Παρασκευή 23 Νοεμβρίου 2018

Clinical utility of cervical vestibular-evoked myogenic potentials in predicting residual dizziness after benign paroxysmal positional vertigo

Publication date: Available online 22 November 2018

Source: Clinical Neurophysiology

Author(s): Kyung Hyun Oh, Kang Duk Suh, Yang Ho Lee, Sei Young Lee, Mun Young Chang, Seog-Kyun Mun

Abstract
Objectives

In the present study, the value of cervical vestibular-evoked myogenic potential (cVEMP) as a predictive factor for residual dizziness after recovery of benign paroxysmal positional vertigo (BPPV) was evaluated.

Methods

The present study included 65 patients who had BPPV and underwent cVEMP testing.

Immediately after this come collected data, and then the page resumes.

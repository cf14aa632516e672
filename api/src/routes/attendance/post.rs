use axum::{
    Json,
    extract::State,
    http::StatusCode,
};
use axum_extra::extract::TypedHeader;
use chrono::{Local, NaiveDateTime};
use db::models::attendance_record::AttendanceStatus;
use headers::{Authorization, authorization::Bearer};
use serde::{Deserialize, Serialize};
use services::AttendanceError;
use services::attendance::{AttendanceOutcome, TakeAttendance};

use crate::response::ApiResponse;
use crate::routes::common::{ApiResult, error_response};
use crate::state::AppState;

/// Coordinates are range-checked by the service, and only for rooms that
/// enforce a geofence.
#[derive(Debug, Deserialize)]
pub struct TakeAttendanceRequest {
    pub room_id: i64,
    /// Falls back to the `Authorization: Bearer` header when absent.
    pub token: Option<String>,
    pub latitude: Option<f64>,
    pub longitude: Option<f64>,
    /// Base64 image, plain or as a data URL.
    pub image: Option<String>,
}

#[derive(Debug, Serialize, Default)]
pub struct TakeAttendanceResponse {
    pub schedule_id: i64,
    pub status: AttendanceStatus,
    pub taken_at: NaiveDateTime,
    pub score: Option<f32>,
    pub distance_m: Option<f64>,
}

impl From<AttendanceOutcome> for TakeAttendanceResponse {
    fn from(o: AttendanceOutcome) -> Self {
        Self {
            schedule_id: o.schedule_id,
            status: o.status,
            taken_at: o.taken_at,
            score: o.score,
            distance_m: o.distance_m,
        }
    }
}

/// POST /api/attendance/take
///
/// Marks the caller present or late for the room's open schedule window.
///
/// ### Request Body
/// ```json
/// {
///   "room_id": 4,
///   "token": "<jwt>",
///   "latitude": -25.7545,
///   "longitude": 28.2314,
///   "image": "data:image/jpeg;base64,..."
/// }
/// ```
/// `latitude`/`longitude` are required when the room enforces a geofence and
/// `image` when it enforces face authentication.
///
/// ### Responses
/// - `200 OK` with the recorded status, face score and distance
/// - `400 Bad Request` missing or malformed coordinates (geofenced rooms) or image
/// - `401 Unauthorized` missing or invalid token
/// - `403 Forbidden` not a member, outside the geofence, or face mismatch
/// - `404 Not Found` unknown room
/// - `409 Conflict` archived room, no open window, or already marked
/// - `422 Unprocessable Entity` no face in the image or no registered face
/// - `504 Gateway Timeout` face verification took too long
pub async fn take_attendance(
    State(state): State<AppState>,
    bearer: Option<TypedHeader<Authorization<Bearer>>>,
    Json(body): Json<TakeAttendanceRequest>,
) -> ApiResult<TakeAttendanceResponse> {
    let Some(token) = body
        .token
        .or_else(|| bearer.map(|TypedHeader(Authorization(b))| b.token().to_owned()))
    else {
        return error_response(AttendanceError::Unauthenticated);
    };

    let req = TakeAttendance {
        room_id: body.room_id,
        token,
        latitude: body.latitude,
        longitude: body.longitude,
        image: body.image,
    };

    match state
        .attendance()
        .take_attendance(req, Local::now().naive_local())
        .await
    {
        Ok(outcome) => {
            let message = format!("Attendance marked as {}", outcome.status);
            (
                StatusCode::OK,
                Json(ApiResponse::success(outcome.into(), message)),
            )
        }
        Err(e) => {
            tracing::info!(room_id = body.room_id, error = %e, "Attendance rejected");
            error_response(e)
        }
    }
}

Patients were divided into two groups depending on the presence or absence of residual dizziness after recovery of BPPV. Univariate and multivariate analyses were performed to determine the factors associated with residual dizziness using age, gender, affected semicircular canal, affected side, BPPV duration, and cVEMP parameters.

Results

In univariate analysis, cVEMP-modified interaural amplitude difference (IAD) ratio and p13 latency showed a relatively significant association (p<0.20) with residual dizziness. Based on multivariate analysis, increased cVEMP-modified interaural amplitude difference (IAD) ratio at the affected side (≥25%; p=0.018, OR 6.623) remained as an associated factor.

Conclusions

Increased cVEMP-modified IAD ratio at the affected side is associated with residual dizziness. BPPV patients with increased cVEMP-modified IAD ratio at the affected side are more likely to have residual dizziness after recovery of BPPV.

Significance

cVEMP testing could be used for the prediction of residual dizziness. An increased cVEMP-modified IAD ratio at the affected side may be used as a predictor of residual dizziness.